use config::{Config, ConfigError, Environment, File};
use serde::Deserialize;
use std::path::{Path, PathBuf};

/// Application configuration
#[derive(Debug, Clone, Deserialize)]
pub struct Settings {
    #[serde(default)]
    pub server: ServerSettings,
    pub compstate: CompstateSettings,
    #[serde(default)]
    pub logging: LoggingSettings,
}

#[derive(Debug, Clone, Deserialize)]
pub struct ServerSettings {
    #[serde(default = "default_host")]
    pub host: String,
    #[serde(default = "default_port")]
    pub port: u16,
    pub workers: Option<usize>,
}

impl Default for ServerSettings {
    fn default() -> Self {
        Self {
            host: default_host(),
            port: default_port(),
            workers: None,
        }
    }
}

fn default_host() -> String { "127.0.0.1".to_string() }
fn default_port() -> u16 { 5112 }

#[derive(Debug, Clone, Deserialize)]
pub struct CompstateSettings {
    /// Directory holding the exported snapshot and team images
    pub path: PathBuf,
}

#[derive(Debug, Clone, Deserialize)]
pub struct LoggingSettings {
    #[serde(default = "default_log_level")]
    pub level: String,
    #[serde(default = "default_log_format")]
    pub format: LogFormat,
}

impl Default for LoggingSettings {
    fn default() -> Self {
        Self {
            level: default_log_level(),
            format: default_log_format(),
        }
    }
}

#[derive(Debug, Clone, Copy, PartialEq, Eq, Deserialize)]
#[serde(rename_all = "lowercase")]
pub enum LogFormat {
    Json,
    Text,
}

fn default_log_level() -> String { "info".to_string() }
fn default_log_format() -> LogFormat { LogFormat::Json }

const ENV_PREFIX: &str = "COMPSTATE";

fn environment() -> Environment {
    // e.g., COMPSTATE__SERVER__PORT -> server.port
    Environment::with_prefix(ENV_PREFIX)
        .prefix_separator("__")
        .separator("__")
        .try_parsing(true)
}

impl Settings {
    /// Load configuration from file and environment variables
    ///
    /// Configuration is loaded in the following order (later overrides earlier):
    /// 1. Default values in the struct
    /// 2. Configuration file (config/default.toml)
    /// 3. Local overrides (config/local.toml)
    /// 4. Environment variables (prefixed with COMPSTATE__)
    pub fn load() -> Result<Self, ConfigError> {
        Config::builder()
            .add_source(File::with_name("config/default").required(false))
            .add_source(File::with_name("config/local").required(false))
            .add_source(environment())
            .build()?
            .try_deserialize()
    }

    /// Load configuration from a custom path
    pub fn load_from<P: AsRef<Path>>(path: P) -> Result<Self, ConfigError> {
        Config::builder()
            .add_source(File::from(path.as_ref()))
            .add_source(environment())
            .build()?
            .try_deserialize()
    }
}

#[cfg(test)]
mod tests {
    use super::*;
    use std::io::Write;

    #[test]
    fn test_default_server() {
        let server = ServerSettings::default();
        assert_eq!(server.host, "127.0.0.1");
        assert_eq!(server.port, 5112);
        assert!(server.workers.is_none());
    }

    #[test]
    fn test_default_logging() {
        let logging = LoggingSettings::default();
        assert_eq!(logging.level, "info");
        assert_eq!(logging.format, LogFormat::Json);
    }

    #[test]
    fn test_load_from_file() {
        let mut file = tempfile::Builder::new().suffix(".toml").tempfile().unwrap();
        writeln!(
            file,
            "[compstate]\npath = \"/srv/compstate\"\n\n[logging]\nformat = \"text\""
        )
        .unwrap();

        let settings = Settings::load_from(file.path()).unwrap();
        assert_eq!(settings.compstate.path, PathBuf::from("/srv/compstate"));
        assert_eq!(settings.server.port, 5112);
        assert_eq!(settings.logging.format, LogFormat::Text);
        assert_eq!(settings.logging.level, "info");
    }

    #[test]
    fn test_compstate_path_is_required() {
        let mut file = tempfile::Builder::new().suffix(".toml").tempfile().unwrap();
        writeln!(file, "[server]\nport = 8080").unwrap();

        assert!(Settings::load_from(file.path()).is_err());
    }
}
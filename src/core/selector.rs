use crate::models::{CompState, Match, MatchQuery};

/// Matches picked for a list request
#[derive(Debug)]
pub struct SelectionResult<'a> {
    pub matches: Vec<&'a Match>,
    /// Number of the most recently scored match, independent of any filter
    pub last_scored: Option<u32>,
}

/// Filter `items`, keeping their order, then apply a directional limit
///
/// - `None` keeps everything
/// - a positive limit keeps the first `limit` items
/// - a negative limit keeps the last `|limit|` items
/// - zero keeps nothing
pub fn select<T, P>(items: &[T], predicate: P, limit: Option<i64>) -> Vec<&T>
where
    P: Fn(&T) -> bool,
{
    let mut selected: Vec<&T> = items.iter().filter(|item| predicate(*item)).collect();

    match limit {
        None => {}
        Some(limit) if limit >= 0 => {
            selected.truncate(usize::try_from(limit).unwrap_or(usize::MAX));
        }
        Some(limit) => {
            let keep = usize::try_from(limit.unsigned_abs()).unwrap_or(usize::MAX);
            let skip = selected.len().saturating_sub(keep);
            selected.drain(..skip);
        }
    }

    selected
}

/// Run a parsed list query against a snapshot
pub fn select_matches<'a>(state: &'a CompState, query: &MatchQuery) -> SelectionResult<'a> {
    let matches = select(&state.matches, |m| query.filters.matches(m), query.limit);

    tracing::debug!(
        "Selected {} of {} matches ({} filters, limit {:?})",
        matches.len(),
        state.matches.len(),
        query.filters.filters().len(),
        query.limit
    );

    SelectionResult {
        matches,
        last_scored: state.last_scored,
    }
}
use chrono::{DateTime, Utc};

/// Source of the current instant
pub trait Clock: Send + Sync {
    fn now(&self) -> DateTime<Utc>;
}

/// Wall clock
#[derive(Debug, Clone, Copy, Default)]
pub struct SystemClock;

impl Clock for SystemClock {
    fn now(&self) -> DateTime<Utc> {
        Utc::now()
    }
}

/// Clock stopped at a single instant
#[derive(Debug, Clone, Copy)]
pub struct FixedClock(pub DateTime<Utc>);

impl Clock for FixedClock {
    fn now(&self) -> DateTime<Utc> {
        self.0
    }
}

·····

= What you have to do =
The lines you return should be those above that contain the word "local", every one of them.

= Response to the task =
    /// 3. Local overrides (config/local.toml)
            .add_source(File::with_name("config/local").required(false))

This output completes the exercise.